_What to work on:_ Copy out each line of the data below in which the string "ClientReplicator" appears.

(Stored items)
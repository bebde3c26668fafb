use std::collections::VecDeque;
use std::sync::Arc;

use log::{debug, info, warn};

use crate::clock::ClockSync;
use crate::error::{IdError, MalformedUpdate};
use crate::id::PlayerId;
use crate::net::{FragmentAssembler, InputCommand, PacketType, UpdateFragment, UpdateKind, decode_update};
use crate::prediction::{Authoritative, PredictionEngine, Simulation, StepReport};
use crate::schema::ComponentRegistry;
use crate::tick::{Tick, tick_greater_than};

use super::config::ClientConfig;

/// Outcome of handing one update fragment to the client.
#[derive(Debug, Clone, PartialEq)]
pub enum ClientEvent {
    /// A newer authoritative update became the confirmed baseline.
    Applied { tick: Tick, kind: UpdateKind, entities: usize },
    /// A whole update arrived after a newer one; `merged` of its entries
    /// were still current and got folded into the baseline.
    Late { tick: Tick, merged: usize },
    /// The update was dropped; ask the server for a resync.
    Malformed {
        error: MalformedUpdate,
        last_good_tick: Option<Tick>,
    },
    /// A delta arrived without a baseline to apply it to.
    ResyncRequested { last_good_tick: Option<Tick> },
    /// Too many malformed updates in a row; the connection must close.
    Terminated { error: MalformedUpdate },
}

impl ClientEvent {
    /// The packet the caller should send in response, if any.
    pub fn response(&self) -> Option<PacketType> {
        match self {
            ClientEvent::Malformed { last_good_tick, .. }
            | ClientEvent::ResyncRequested { last_good_tick } => Some(PacketType::ResyncRequest {
                last_good_tick: *last_good_tick,
            }),
            ClientEvent::Terminated { .. } => Some(PacketType::Disconnect),
            _ => None,
        }
    }
}

#[derive(Debug, Clone, Default)]
pub struct ClientTick {
    pub steps: Vec<StepReport>,
    /// Inputs to send this frame, newest last, empty when no tick ran.
    pub inputs: Vec<InputCommand>,
}

/// Client-side tick pipeline: reassemble, validate, pace, predict.
pub struct ClientReplicator<S: Simulation> {
    config: ClientConfig,
    registry: Arc<ComponentRegistry>,
    assembler: FragmentAssembler,
    clock: ClockSync,
    prediction: PredictionEngine<S>,
    recent_inputs: VecDeque<InputCommand>,
    last_good_tick: Option<Tick>,
    malformed_streak: u32,
    terminated: bool,
}

impl<S: Simulation> ClientReplicator<S> {
    pub fn new(registry: Arc<ComponentRegistry>, player: PlayerId, config: ClientConfig) -> Result<Self, IdError> {
        Ok(Self {
            prediction: PredictionEngine::new(player, &config.prediction)?,
            clock: ClockSync::new(config.clock.clone()),
            assembler: FragmentAssembler::new(),
            recent_inputs: VecDeque::with_capacity(config.redundant_inputs),
            last_good_tick: None,
            malformed_streak: 0,
            terminated: false,
            registry,
            config,
        })
    }

    pub fn config(&self) -> &ClientConfig {
        &self.config
    }

    pub fn clock(&self) -> &ClockSync {
        &self.clock
    }

    pub fn prediction(&self) -> &PredictionEngine<S> {
        &self.prediction
    }

    pub fn last_good_tick(&self) -> Option<Tick> {
        self.last_good_tick
    }

    pub fn is_terminated(&self) -> bool {
        self.terminated
    }

    /// Takes one fragment off the wire. Returns `None` while an update is
    /// still incomplete.
    pub fn receive_fragment(&mut self, fragment: UpdateFragment, arrival_seconds: f64) -> Option<ClientEvent> {
        if self.terminated {
            return None;
        }
        let (tick, body) = match self.assembler.insert(fragment) {
            Ok(Some(whole)) => whole,
            Ok(None) => return None,
            Err(e) => return Some(self.malformed(e.into())),
        };

        let update = match decode_update(&body, &self.registry, self.config.max_update_bytes) {
            Ok(update) => update,
            Err(e) => return Some(self.malformed(e)),
        };
        self.malformed_streak = 0;

        if update.kind == UpdateKind::Delta && update.base_tick.is_some() && self.last_good_tick.is_none() {
            warn!("delta for tick {tick} arrived without a baseline");
            return Some(ClientEvent::ResyncRequested {
                last_good_tick: None,
            });
        }

        self.clock
            .on_server_update(update.tick, update.input_ack.map(|ack| ack.age), arrival_seconds);

        if let Some(ack) = update.input_ack {
            self.recent_inputs
                .retain(|input| tick_greater_than(input.predicted_tick, ack.tick));
        }

        if let Authoritative::Merged(merged) = self.prediction.on_authoritative(&update) {
            return Some(ClientEvent::Late {
                tick: update.tick,
                merged,
            });
        }
        if update.kind == UpdateKind::Resync {
            info!("resynchronized at tick {}", update.tick);
        }
        self.last_good_tick = Some(update.tick);
        Some(ClientEvent::Applied {
            tick: update.tick,
            kind: update.kind,
            entities: update.entities.len(),
        })
    }

    fn malformed(&mut self, error: MalformedUpdate) -> ClientEvent {
        self.malformed_streak += 1;
        warn!(
            "dropping malformed update ({} in a row): {error}",
            self.malformed_streak
        );
        if self.malformed_streak >= self.config.max_consecutive_malformed {
            self.terminated = true;
            return ClientEvent::Terminated { error };
        }
        ClientEvent::Malformed {
            error,
            last_good_tick: self.last_good_tick,
        }
    }

    /// Advances the clocks by `dt_seconds`, predicts every tick that became
    /// due with the input `input_for` produces, and returns the inputs to
    /// send.
    pub fn advance(
        &mut self,
        sim: &mut S,
        dt_seconds: f32,
        mut input_for: impl FnMut(Tick) -> S::Input,
    ) -> ClientTick {
        let mut out = ClientTick::default();
        if self.terminated {
            return out;
        }

        for tick in self.clock.advance(dt_seconds) {
            let input = input_for(tick);
            let interp = self.clock.interp_descriptor().sanitized();
            let command = InputCommand {
                predicted_tick: tick,
                interp_from_tick: interp.from,
                interp_to_tick: interp.to,
                interp_blend: interp.blend,
                payload: sim.encode_input(&input),
            };
            out.steps.push(self.prediction.simulate(sim, tick, input));

            if self.recent_inputs.len() >= self.config.redundant_inputs.max(1) {
                self.recent_inputs.pop_front();
            }
            self.recent_inputs.push_back(command);
        }

        if !out.steps.is_empty() {
            out.inputs = self.recent_inputs.iter().cloned().collect();
            debug!(
                "predicted {} ticks, sending {} inputs",
                out.steps.len(),
                out.inputs.len()
            );
        }
        out
    }

    /// Drops all replicated state, e.g. before reconnecting.
    pub fn reset(&mut self) {
        self.assembler.reset();
        self.prediction.reset();
        self.clock = ClockSync::new(self.config.clock.clone());
        self.recent_inputs.clear();
        self.last_good_tick = None;
        self.malformed_streak = 0;
        self.terminated = false;
    }
}

#[cfg(test)]
mod tests {
    use super::*;
    use crate::id::{IdAllocator, OwnerTag};
    use crate::net::{InputAck, UpdateHeader, UpdateWriter};
    use crate::prediction::PredictionContext;
    use crate::schema::{ComponentKind, ComponentValue, FieldKind};
    use glam::Vec3;

    struct Walk {
        kind: ComponentKind,
    }

    impl Simulation for Walk {
        type Input = i8;

        fn step(&mut self, ctx: &mut PredictionContext<'_>, _tick: Tick, input: &i8) {
            let ids: Vec<_> = ctx.ids().collect();
            for id in ids {
                let at = ctx
                    .read(id, self.kind)
                    .and_then(ComponentValue::as_vec3)
                    .unwrap_or(Vec3::ZERO);
                ctx.write(id, self.kind, ComponentValue::from_vec3(at + Vec3::X * *input as f32));
            }
        }

        fn encode_input(&self, input: &i8) -> Vec<u8> {
            vec![*input as u8]
        }
    }

    fn registry() -> (Arc<ComponentRegistry>, ComponentKind) {
        let mut registry = ComponentRegistry::new();
        let q = FieldKind::quantized(-512.0, 512.0, 0.01).unwrap();
        let kind = registry.register("position", &[q, q, q], true).unwrap();
        (Arc::new(registry), kind)
    }

    fn fragment(tick: Tick, body: Vec<u8>) -> UpdateFragment {
        UpdateFragment {
            update_seq: tick,
            tick,
            index: 0,
            count: 1,
            body,
        }
    }

    fn snapshot(registry: &ComponentRegistry, kind: ComponentKind, tick: Tick, ack: Option<InputAck>) -> Vec<u8> {
        let header = UpdateHeader {
            kind: UpdateKind::Snapshot,
            tick,
            base_tick: None,
            input_ack: ack,
        };
        let mut writer = UpdateWriter::begin(registry, &header, &[], &[], 1024);
        let id = IdAllocator::new(OwnerTag::SERVER).allocate().unwrap();
        let bytes = registry.encode(kind, &ComponentValue::from_vec3(Vec3::ZERO)).unwrap();
        assert!(writer.try_push(id, &[(kind, bytes.as_slice())]));
        writer.set_complete(true);
        writer.finish()
    }

    fn client() -> (ClientReplicator<Walk>, Arc<ComponentRegistry>, ComponentKind) {
        let (registry, kind) = registry();
        let client = ClientReplicator::new(Arc::clone(&registry), 1, ClientConfig::default()).unwrap();
        (client, registry, kind)
    }

    #[test]
    fn test_malformed_updates_escalate() {
        let (mut client, registry, kind) = client();
        let event = client.receive_fragment(fragment(1, vec![0xFF]), 0.0).unwrap();
        assert!(matches!(event, ClientEvent::Malformed { last_good_tick: None, .. }));
        assert_eq!(
            event.response(),
            Some(PacketType::ResyncRequest { last_good_tick: None })
        );

        // a good update in between resets the streak
        let good = client
            .receive_fragment(fragment(2, snapshot(&registry, kind, 2, None)), 0.1)
            .unwrap();
        assert!(matches!(good, ClientEvent::Applied { tick: 2, entities: 1, .. }));

        for tick in 3..5 {
            let event = client.receive_fragment(fragment(tick, vec![0x00, 0x09]), 0.2).unwrap();
            assert!(matches!(event, ClientEvent::Malformed { last_good_tick: Some(2), .. }));
        }
        let event = client.receive_fragment(fragment(5, vec![0xFF]), 0.3).unwrap();
        assert!(matches!(event, ClientEvent::Terminated { .. }));
        assert!(client.is_terminated());
        assert!(client.receive_fragment(fragment(6, snapshot(&registry, kind, 6, None)), 0.4).is_none());
    }

    #[test]
    fn test_delta_without_baseline_requests_resync() {
        let (mut client, registry, _) = client();
        let header = UpdateHeader {
            kind: UpdateKind::Delta,
            tick: 9,
            base_tick: Some(7),
            input_ack: None,
        };
        let body = UpdateWriter::begin(&registry, &header, &[], &[], 1024).finish();
        let event = client.receive_fragment(fragment(9, body), 0.0).unwrap();
        assert_eq!(event, ClientEvent::ResyncRequested { last_good_tick: None });
    }

    #[test]
    fn test_advance_predicts_and_sends_redundant_inputs() {
        let (mut client, registry, kind) = client();
        let mut sim = Walk { kind };
        assert!(client.advance(&mut sim, 0.1, |_| 1).inputs.is_empty());

        client.receive_fragment(fragment(10, snapshot(&registry, kind, 10, None)), 0.0);
        let dt = 1.0 / 60.0;
        let mut sent = Vec::new();
        for _ in 0..6 {
            let out = client.advance(&mut sim, dt, |_| 1);
            if !out.inputs.is_empty() {
                sent = out.inputs;
            }
        }
        assert_eq!(sent.len(), client.config().redundant_inputs);
        let ticks: Vec<Tick> = sent.iter().map(|i| i.predicted_tick).collect();
        assert!(ticks.windows(2).all(|w| w[1] == w[0] + 1));
        assert!(sent.iter().all(|i| (0.0..=1.0).contains(&i.interp_blend)));

        // an ack trims what gets repeated
        let newest = *ticks.last().unwrap();
        let ack = InputAck { tick: newest - 1, age: 2 };
        client.receive_fragment(fragment(11, snapshot(&registry, kind, 11, Some(ack))), dt as f64);
        let out = client.advance(&mut sim, dt, |_| 1);
        assert!(out.inputs.iter().all(|i| tick_greater_than(i.predicted_tick, newest - 1)));
    }
}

_Result for this exercise:_
pub struct ClientReplicator<S: Simulation> {
impl<S: Simulation> ClientReplicator<S> {
    fn client() -> (ClientReplicator<Walk>, Arc<ComponentRegistry>, ComponentKind) {
        let client = ClientReplicator::new(Arc::clone(&registry), 1, ClientConfig::default()).unwrap();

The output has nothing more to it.